> [EXERCISE INSTRUCTIONS]:
Please return every line from the entries that has the string "frame" in it.

> [RECORDS]:
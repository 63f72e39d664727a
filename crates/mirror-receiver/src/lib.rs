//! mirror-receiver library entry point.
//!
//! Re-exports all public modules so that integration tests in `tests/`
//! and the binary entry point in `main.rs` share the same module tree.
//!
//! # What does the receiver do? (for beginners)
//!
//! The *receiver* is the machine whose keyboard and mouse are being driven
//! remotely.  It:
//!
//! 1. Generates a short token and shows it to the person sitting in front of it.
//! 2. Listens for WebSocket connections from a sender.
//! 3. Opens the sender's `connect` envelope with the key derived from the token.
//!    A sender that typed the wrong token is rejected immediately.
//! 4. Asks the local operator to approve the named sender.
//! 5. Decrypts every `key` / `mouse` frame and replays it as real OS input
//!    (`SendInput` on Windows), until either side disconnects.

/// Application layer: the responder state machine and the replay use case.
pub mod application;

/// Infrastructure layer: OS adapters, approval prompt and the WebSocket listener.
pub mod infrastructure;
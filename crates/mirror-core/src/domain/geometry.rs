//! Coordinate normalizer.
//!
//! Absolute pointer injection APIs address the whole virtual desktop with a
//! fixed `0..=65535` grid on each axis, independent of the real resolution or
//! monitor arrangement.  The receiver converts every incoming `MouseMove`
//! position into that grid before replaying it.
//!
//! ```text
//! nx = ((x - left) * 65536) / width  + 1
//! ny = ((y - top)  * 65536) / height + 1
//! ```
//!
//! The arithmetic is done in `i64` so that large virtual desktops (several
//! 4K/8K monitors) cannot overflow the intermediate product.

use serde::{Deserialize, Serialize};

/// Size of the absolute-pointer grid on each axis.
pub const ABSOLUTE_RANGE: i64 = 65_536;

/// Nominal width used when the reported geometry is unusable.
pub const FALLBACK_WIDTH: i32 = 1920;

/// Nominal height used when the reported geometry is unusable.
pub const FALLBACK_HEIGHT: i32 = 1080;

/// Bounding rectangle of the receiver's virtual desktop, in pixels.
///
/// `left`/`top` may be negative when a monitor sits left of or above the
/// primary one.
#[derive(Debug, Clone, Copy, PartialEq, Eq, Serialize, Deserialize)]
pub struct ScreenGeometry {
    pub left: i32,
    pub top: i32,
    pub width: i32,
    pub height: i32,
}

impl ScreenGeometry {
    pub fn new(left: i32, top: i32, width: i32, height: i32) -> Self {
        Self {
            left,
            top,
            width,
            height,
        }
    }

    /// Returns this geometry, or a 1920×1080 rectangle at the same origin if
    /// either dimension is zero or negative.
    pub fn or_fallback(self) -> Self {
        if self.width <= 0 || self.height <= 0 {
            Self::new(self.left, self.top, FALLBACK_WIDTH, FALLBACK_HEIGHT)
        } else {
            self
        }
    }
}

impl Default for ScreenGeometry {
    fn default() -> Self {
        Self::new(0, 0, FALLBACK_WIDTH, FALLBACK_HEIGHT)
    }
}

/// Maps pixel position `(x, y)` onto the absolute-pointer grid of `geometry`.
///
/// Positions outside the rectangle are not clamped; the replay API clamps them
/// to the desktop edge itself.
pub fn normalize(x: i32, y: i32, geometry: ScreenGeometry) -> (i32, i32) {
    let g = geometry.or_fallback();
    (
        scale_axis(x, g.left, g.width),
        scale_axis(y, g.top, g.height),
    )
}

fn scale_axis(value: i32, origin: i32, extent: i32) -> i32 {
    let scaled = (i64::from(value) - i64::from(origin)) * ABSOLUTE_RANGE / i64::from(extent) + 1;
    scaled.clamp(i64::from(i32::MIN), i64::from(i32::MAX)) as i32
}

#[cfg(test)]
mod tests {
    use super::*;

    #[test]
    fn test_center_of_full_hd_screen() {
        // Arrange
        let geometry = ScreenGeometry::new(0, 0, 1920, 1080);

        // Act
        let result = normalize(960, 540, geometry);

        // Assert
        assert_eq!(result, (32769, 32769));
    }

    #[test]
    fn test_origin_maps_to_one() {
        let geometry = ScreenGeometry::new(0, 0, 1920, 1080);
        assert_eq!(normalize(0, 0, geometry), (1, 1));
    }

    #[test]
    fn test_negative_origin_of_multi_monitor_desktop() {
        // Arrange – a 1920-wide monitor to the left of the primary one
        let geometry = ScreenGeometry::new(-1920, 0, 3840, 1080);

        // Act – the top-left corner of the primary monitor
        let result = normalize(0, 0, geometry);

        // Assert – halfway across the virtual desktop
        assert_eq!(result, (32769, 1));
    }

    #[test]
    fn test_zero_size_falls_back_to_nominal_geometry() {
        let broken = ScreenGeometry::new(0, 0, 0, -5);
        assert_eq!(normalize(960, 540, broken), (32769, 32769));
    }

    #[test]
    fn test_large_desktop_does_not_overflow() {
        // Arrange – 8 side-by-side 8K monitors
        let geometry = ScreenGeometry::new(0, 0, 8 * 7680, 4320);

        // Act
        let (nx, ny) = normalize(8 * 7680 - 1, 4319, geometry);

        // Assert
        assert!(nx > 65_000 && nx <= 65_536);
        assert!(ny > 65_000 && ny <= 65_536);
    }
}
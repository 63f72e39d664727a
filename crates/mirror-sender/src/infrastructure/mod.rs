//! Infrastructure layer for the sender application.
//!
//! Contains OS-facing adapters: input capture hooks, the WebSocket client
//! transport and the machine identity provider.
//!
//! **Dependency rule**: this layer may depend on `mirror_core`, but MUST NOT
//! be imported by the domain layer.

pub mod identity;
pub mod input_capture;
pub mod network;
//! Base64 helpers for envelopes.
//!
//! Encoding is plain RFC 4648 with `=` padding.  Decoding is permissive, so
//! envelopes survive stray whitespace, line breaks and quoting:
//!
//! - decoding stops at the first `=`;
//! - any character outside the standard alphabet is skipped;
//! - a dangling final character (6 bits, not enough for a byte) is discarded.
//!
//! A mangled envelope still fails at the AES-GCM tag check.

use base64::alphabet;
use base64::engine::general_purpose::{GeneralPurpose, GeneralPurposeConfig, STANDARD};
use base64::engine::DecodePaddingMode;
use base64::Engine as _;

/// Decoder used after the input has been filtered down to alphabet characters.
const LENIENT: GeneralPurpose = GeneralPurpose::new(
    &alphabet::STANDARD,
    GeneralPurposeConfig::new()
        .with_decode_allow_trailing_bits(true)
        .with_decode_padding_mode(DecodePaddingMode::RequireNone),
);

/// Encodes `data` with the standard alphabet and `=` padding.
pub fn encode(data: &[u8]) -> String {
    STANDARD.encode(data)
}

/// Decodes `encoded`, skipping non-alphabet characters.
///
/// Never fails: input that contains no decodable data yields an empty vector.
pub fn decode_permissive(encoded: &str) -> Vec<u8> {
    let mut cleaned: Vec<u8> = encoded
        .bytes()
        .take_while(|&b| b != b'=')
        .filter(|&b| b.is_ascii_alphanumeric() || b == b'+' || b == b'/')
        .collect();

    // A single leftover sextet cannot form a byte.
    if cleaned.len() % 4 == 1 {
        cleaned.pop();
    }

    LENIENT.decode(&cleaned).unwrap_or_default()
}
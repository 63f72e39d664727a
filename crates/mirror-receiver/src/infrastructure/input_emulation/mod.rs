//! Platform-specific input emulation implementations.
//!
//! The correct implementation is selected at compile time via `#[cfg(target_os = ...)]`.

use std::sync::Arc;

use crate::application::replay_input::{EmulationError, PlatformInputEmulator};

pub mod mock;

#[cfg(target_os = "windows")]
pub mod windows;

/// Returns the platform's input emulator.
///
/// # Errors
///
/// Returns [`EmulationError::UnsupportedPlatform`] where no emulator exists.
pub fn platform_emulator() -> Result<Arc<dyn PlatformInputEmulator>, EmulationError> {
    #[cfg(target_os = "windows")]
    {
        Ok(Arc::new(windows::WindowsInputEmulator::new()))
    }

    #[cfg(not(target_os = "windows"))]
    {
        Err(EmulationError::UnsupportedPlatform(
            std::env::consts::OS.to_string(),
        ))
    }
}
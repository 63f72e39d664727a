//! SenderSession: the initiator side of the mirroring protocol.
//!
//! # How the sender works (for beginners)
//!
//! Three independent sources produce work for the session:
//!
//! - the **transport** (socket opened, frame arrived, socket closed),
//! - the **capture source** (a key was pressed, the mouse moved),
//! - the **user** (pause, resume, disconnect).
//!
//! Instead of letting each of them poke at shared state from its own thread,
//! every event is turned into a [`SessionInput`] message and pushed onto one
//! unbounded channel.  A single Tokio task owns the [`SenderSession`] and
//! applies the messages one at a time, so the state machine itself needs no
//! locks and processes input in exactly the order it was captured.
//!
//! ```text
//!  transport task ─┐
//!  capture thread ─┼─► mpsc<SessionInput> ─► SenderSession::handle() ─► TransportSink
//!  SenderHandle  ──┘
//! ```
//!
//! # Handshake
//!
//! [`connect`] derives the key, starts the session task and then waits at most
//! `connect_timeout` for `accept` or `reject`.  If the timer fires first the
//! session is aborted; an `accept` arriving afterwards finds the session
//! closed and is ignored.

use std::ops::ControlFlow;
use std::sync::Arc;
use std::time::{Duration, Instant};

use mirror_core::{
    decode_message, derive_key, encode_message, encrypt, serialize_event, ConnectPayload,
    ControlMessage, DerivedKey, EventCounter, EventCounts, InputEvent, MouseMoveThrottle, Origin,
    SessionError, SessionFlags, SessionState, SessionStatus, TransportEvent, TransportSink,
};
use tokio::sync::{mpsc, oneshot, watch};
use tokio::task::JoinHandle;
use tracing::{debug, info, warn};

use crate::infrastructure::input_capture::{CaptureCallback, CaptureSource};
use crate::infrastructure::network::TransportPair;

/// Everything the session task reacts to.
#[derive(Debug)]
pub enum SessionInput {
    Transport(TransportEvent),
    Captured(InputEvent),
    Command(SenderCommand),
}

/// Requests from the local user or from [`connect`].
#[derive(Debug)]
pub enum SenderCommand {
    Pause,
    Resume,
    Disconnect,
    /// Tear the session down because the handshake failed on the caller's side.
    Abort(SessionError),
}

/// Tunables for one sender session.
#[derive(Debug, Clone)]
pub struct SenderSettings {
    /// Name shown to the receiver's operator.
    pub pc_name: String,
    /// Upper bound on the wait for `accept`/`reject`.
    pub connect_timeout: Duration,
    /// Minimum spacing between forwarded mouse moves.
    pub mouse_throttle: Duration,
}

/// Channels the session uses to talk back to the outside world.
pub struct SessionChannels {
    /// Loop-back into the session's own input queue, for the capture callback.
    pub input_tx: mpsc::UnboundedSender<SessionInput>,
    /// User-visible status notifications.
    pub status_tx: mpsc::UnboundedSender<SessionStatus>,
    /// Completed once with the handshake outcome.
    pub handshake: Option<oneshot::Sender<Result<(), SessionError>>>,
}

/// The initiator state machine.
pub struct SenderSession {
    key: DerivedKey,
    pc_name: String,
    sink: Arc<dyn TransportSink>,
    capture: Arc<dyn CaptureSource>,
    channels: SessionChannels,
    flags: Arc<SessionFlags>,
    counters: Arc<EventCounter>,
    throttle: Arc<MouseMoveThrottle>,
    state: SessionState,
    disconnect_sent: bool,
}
---
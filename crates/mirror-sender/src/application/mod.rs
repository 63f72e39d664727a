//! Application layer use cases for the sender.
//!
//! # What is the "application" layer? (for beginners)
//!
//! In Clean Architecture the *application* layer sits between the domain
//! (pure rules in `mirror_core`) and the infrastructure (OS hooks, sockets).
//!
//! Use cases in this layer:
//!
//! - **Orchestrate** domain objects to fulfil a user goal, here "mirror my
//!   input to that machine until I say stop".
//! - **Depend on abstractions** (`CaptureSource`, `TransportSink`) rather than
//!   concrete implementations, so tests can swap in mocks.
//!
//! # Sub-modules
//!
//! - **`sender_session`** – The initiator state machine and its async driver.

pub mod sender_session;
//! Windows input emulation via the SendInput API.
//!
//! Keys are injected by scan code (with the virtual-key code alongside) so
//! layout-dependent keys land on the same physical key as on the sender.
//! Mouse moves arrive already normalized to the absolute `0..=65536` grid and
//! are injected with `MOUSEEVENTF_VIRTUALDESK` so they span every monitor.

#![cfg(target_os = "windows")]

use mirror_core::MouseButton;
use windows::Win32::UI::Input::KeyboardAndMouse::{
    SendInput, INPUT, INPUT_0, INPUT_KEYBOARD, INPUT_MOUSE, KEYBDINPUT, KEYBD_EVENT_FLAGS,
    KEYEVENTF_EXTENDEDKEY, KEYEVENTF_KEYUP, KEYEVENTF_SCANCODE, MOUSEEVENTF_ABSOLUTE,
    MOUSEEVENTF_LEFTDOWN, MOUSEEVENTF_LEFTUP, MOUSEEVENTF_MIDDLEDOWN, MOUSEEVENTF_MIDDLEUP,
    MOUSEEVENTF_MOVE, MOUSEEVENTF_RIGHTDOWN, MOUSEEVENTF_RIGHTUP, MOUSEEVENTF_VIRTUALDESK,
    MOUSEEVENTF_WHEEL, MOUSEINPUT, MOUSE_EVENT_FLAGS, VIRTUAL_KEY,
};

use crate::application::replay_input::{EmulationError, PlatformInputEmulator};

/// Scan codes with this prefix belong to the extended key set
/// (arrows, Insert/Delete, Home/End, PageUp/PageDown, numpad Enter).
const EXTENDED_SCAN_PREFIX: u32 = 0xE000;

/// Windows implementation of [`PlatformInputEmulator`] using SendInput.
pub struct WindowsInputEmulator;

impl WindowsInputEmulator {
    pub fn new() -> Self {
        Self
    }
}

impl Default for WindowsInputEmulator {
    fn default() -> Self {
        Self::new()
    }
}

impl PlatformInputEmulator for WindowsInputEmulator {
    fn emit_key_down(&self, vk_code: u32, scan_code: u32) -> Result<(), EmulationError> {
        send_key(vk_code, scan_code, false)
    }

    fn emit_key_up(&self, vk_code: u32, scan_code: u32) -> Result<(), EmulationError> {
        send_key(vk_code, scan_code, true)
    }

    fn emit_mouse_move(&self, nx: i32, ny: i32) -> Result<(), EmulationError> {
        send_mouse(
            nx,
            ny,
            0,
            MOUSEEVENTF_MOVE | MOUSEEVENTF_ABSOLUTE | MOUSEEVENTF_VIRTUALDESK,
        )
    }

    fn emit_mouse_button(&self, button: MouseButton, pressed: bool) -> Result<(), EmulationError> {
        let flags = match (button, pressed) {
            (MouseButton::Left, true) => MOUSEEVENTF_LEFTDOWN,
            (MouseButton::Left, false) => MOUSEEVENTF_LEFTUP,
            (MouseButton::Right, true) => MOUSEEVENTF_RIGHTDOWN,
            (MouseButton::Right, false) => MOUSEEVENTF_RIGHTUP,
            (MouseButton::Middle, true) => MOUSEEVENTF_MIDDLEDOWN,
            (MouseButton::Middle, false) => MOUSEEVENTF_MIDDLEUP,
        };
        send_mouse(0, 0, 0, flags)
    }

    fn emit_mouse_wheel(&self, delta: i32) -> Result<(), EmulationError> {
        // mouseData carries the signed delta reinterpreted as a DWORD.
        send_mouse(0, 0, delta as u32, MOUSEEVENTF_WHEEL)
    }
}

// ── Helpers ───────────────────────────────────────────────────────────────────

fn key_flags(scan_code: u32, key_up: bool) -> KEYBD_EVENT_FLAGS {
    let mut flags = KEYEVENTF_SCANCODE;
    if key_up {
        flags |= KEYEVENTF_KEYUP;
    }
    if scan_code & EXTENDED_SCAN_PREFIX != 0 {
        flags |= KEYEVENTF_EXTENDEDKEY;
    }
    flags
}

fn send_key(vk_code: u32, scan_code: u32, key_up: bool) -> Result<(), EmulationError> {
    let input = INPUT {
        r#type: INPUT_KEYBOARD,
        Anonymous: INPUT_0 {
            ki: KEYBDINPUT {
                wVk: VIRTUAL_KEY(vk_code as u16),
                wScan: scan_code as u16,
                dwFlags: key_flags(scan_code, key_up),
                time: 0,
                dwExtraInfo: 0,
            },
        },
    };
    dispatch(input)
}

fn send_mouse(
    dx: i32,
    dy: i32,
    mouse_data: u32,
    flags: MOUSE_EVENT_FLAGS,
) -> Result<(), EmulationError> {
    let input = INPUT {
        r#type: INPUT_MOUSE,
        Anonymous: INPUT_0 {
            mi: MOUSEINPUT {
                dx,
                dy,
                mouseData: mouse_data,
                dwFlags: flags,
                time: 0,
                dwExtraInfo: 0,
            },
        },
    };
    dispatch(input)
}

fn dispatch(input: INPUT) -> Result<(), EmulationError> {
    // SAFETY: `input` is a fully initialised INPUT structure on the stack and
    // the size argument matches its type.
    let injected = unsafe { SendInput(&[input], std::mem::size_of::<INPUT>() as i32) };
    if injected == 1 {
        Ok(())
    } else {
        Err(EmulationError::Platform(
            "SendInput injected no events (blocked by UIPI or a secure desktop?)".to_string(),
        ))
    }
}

> [ANSWER]:
//! 5. Decrypts every `key` / `mouse` frame and replays it as real OS input
//! - the **transport** (socket opened, frame arrived, socket closed),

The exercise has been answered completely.